Questo articolo contiene spoiler su Sayonara Wild Hearts e Citizen Sleeper. Parla, inoltre, di argomenti come depressione e pensieri suicidi. Il pezzo è stato pensato originariamente in inglese, rendendo certe parti difficili da tradurre, quindi se avete una buona comprensione della lingua potete leggere l’originale qui.
Not long ago, in a town much like yours,
there was a young woman who was very happy,
until one day her heart broke so violently
that her sorrow echoed through space and time.
Questo non è il tipo di articolo che scrivo normalmente.
Normalmente scrivo analisi critica, che è un modo raffinato e pretenzioso per dire che cerco di spiegare che “gun shoot good” con vari paroloni per giustificare perché mi piace (o meno) un videogioco. Sono… decente a farlo, diciamo, ma la mia analisi si limita quasi sempre puramente al gameplay. Meccaniche, level design, ritmo, bla bla bla — questo è quello che tendo ad approfondire nel tentativo di fare un argomento semi-convincente a (s)favore del gioco.

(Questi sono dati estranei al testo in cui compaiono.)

//! Top-level UI layout: navigation tabs, active screen, status bar.

pub mod dashboard;
pub mod login;
pub mod overlays;
pub mod reference;
pub mod search;
pub mod status_bar;
pub mod upload;

use ratatui::layout::{Constraint, Direction, Layout, Rect};
use ratatui::text::{Line, Span};
use ratatui::widgets::{Block, Borders, Paragraph, Tabs};
use ratatui::Frame;

use sdu_core::Screen;

use crate::app::{AppState, Overlay};

/// Draw the entire UI.
pub fn draw(f: &mut Frame, app: &AppState) {
    f.render_widget(Block::default().style(app.theme.base()), f.area());

    // Split: nav bar + main area + 1-line status bar.
    let chunks = Layout::default()
        .direction(Direction::Vertical)
        .constraints([
            Constraint::Length(1),
            Constraint::Min(3),
            Constraint::Length(1),
        ])
        .split(f.area());

    draw_nav(f, chunks[0], app);
    draw_screen(f, chunks[1], app);
    status_bar::render(f, chunks[2], app);

    match app.overlay {
        Overlay::Help => overlays::render_help(f, chunks[1], app),
        Overlay::ErrorHistory => overlays::render_error_history(f, chunks[1], app),
        Overlay::None => {}
    }
}

/// Screen tabs. The login screen only shows the product name.
fn draw_nav(f: &mut Frame, area: Rect, app: &AppState) {
    let theme = &app.theme;
    if !app.session.is_authenticated() {
        let title = Line::from(vec![
            Span::styled(" SDU ", theme.accent_bold()),
            Span::styled("Unified Health Data System", theme.muted()),
        ]);
        f.render_widget(Paragraph::new(title), area);
        return;
    }

    let titles: Vec<Line> = Screen::NAVIGABLE
        .iter()
        .map(|s| Line::from(format!(" {} ", s.label())))
        .collect();
    let tabs = Tabs::new(titles)
        .select(app.screen().index().unwrap_or(0))
        .style(theme.muted())
        .highlight_style(theme.accent_bold())
        .divider("|");
    f.render_widget(tabs, area);
}

fn draw_screen(f: &mut Frame, area: Rect, app: &AppState) {
    let screen = app.screen();
    let block = Block::default()
        .borders(Borders::ALL)
        .border_style(app.theme.panel_border(true))
        .title(format!(" {} ", screen.label()))
        .title_style(app.theme.accent_bold());

    let inner = block.inner(area);
    f.render_widget(block, area);

    match screen {
        Screen::Login => login::render(f, inner, app),
        Screen::Dashboard => dashboard::render(f, inner, app),
        Screen::Search => search::render(f, inner, app),
        Screen::Upload => upload::render(f, inner, app),
        Screen::Reference => reference::render(f, inner, app),
    }
}

/// Compute a centered rect for overlays.
pub fn centered_rect(percent_x: u16, percent_y: u16, area: Rect) -> Rect {
    let popup_layout = Layout::default()
        .direction(Direction::Vertical)
        .constraints([
            Constraint::Percentage((100 - percent_y) / 2),
            Constraint::Percentage(percent_y),
            Constraint::Percentage((100 - percent_y) / 2),
        ])
        .split(area);

    Layout::default()
        .direction(Direction::Horizontal)
        .constraints([
            Constraint::Percentage((100 - percent_x) / 2),
            Constraint::Percentage(percent_x),
            Constraint::Percentage((100 - percent_x) / 2),
        ])
        .split(popup_layout[1])[1]
}

/// Single-line labelled input, reversed when focused.
pub(crate) fn field_line<'a>(
    theme: &crate::theme::Theme,
    label: &str,
    value: &str,
    focused: bool,
) -> Line<'a> {
    let marker = if focused { "> " } else { "  " };
    Line::from(vec![
        Span::styled(format!("{marker}{label:<14}"), theme.muted()),
        Span::styled(format!(" {value} "), theme.focused(focused)),
    ])
}

#[cfg(test)]
mod tests {
    use super::*;
    use ratatui::backend::TestBackend;
    use ratatui::Terminal;
    use std::sync::mpsc;

    fn app() -> AppState {
        let (tx, _rx) = mpsc::channel();
        let (_tx2, rx2) = mpsc::channel();
        AppState::new(tx, rx2, "http://localhost:8000".into())
    }

    fn rendered(app: &AppState) -> String {
        let mut terminal = Terminal::new(TestBackend::new(100, 30)).unwrap();
        terminal.draw(|f| draw(f, app)).unwrap();
        let buffer = terminal.backend().buffer().clone();
        buffer
            .content()
            .iter()
            .map(|c| c.symbol())
            .collect::<String>()
    }

    #[test]
    fn centered_rect_is_inside() {
        let area = Rect::new(0, 0, 100, 50);
        let popup = centered_rect(60, 40, area);
        assert!(popup.x >= area.x && popup.right() <= area.right());
        assert!(popup.y >= area.y && popup.bottom() <= area.bottom());
        assert_eq!(popup.width, 60);
    }

    #[test]
    fn every_screen_renders() {
        let mut app = app();
        assert!(rendered(&app).contains("Login"));

        app.session.login();
        for screen in Screen::NAVIGABLE {
            app.navigate(screen);
            let text = rendered(&app);
            assert!(text.contains(screen.label()), "missing {:?}", screen);
        }
    }

    #[test]
    fn overlays_render() {
        let mut app = app();
        app.overlay = Overlay::Help;
        assert!(rendered(&app).contains("Keys"));
        app.overlay = Overlay::ErrorHistory;
        assert!(rendered(&app).contains("No errors recorded."));
    }
}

Come già detto non sono completamente incapace a farlo, ma non è niente di interessante per chi cerca di approfondire il campo dell’analisi critica, quindi finisco principalmente per scrivere pezzi su giochi che mi sono piaciuti molto e niente di più. Il motivo è molto semplice: non sono quel tipo di persona. In linea di massima non ho molto di interessante da dire. Non mi considero necessariamente un idiota (anche se un tempo lo facevo), ma non sono neanche lontanamente abbastanza intelligente dal mettere insieme, boh, un’analisi dei temi politici di BioShock Infinite. Gioco ai videogiochi, e quest’è.
Ma anche se non mi ritengo il più sveglio, sono una persona molto emotiva, e gli articoli sulle emozioni sono difficili da scrivere. Bisogna aprire il cuore al lettore, ed è difficile farlo perché è facile scrivere qualcosa che finisce per essere imbarazzante o, come dicono i giovani al giorno d’oggi, “cringe”. Combinato con quanto detto sopra, questo è un articolo che ho rimandato per più di un anno, essendo molto personale e probabilmente non molto interessante. Sfortunatamente, come già sa la maggior parte della gente che leggerà il pezzo, la mia situazione mentale in caduta libera sta forzando la mano ed è qualcosa che mi sono tenuto dentro per parecchio tempo, quindi senza perdere altro tempo vi presento la prima delle due storie di stasera. La storia di un cuore selvaggio che ha imparato a provarci di nuovo.

Come, presumo, la stragrande maggioranza di chi si è interessato al gioco, ho conosciuto Sayonara Wild Hearts ascoltando canzoni suggerite a caso da YouTube. Nel caso non lo conosceste, non preoccupatevi perché non è particolarmente complicato. SWH è uno stilosissimo rythm game dove si guidano motociclette al ritmo di canzoni pop e vagamente synthwave, riempendo di botte gente dallo stile eccentrico nel frattempo.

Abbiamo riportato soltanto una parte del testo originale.